The eight women and three men are said to also include the reformist politician Mohsen Aminzadeh.
Ms Sotoudeh was arrested in 2010 and jailed for six years on charges of acting against national security.
The release of the political prisoners comes just days before Iran’s new President Hassan Rouhani visits New York for the UN General Assembly.
In his election campaign, he promised to free political prisoners.
Ms Sotoudeh’s husband, Reza Khandan, told Reuters news agency that she had been dropped off at their home by prison officials on Wednesday evening.
“It is not a temporary release, it’s freedom,” he said by phone from Tehran.
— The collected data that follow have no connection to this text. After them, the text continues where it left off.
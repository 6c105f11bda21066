//! Client for the selection API of a running shell.

use reqwest::{Client, StatusCode};
use thiserror::Error;
use url::Url;

use crate::http::api::SELECTION_PATH;
use crate::store::PokemonRef;

#[derive(Debug, Error)]
pub enum ClientError {
    #[error("invalid server url: {0}")]
    Url(#[from] url::ParseError),

    #[error("request failed: {0}")]
    Http(#[from] reqwest::Error),

    #[error("server returned {0}")]
    Status(StatusCode),
}

pub struct ShellClient {
    client: Client,
    selection_url: Url,
}

impl ShellClient {
    pub fn new(server: &Url) -> Result<Self, ClientError> {
        Self::with_client(server, Client::new())
    }

    /// Use a preconfigured `reqwest` client.
    ///
    /// A path prefix on `server` is kept whether or not it ends in `/`.
    pub fn with_client(server: &Url, client: Client) -> Result<Self, ClientError> {
        let mut base = server.clone();
        if !base.path().ends_with('/') {
            let path = format!("{}/", base.path());
            base.set_path(&path);
        }
        let selection_url = base.join(SELECTION_PATH.trim_start_matches('/'))?;

        Ok(Self {
            client,
            selection_url,
        })
    }

    pub fn selection_url(&self) -> &Url {
        &self.selection_url
    }

    /// Replace the selection on the server.
    pub async fn select(&self, pokemon: &PokemonRef) -> Result<(), ClientError> {
        let res = self
            .client
            .put(self.selection_url.clone())
            .json(pokemon)
            .send()
            .await?;

        if !res.status().is_success() {
            return Err(ClientError::Status(res.status()));
        }
        tracing::debug!(name = %pokemon.name, status = %res.status(), "Selection sent");
        Ok(())
    }

    /// Fetch the selection, `None` when nothing is selected.
    pub async fn selected(&self) -> Result<Option<PokemonRef>, ClientError> {
        let res = self.client.get(self.selection_url.clone()).send().await?;

        match res.status() {
            StatusCode::NO_CONTENT => Ok(None),
            status if status.is_success() => Ok(Some(res.json().await?)),
            status => Err(ClientError::Status(status)),
        }
    }
}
“They put her in a car and dropped her off at the house.”
There has been no official comment on Ms Sotoudeh’s release or on the other prisoners reported to have been freed.
Ms Sotoudeh – winner of the European Parliament’s 2012 Sakharov Prize for Freedom of Thought – is a well-respected and outspoken human rights lawyer known for taking on high-profile political cases.
During her captivity in Tehran’s Evin jail, she went on hunger strike to protest against her prison conditions as well as sanctions imposed on her family.
Mohsen Aminzadeh, a former deputy foreign minister under President Mohammed Khatami, was jailed in 2010 for organising protests and spreading propaganda against the system.
He was a prominent supporter of the defeated presidential candidate Mir Hossein Mousavi.
Analysts say that since President Rouhani’s election, there have been growing calls for the release of political prisoners.
According to an investigation by the UK’s Guardian newspaper, there are close to 800 political prisoners and prisoners of conscience in Iran.
They include journalists, lawyers, human rights activists, bloggers, feminists, Christian priests, Sunni clerics, the entire leadership of the Bahai faith in Iran, and others.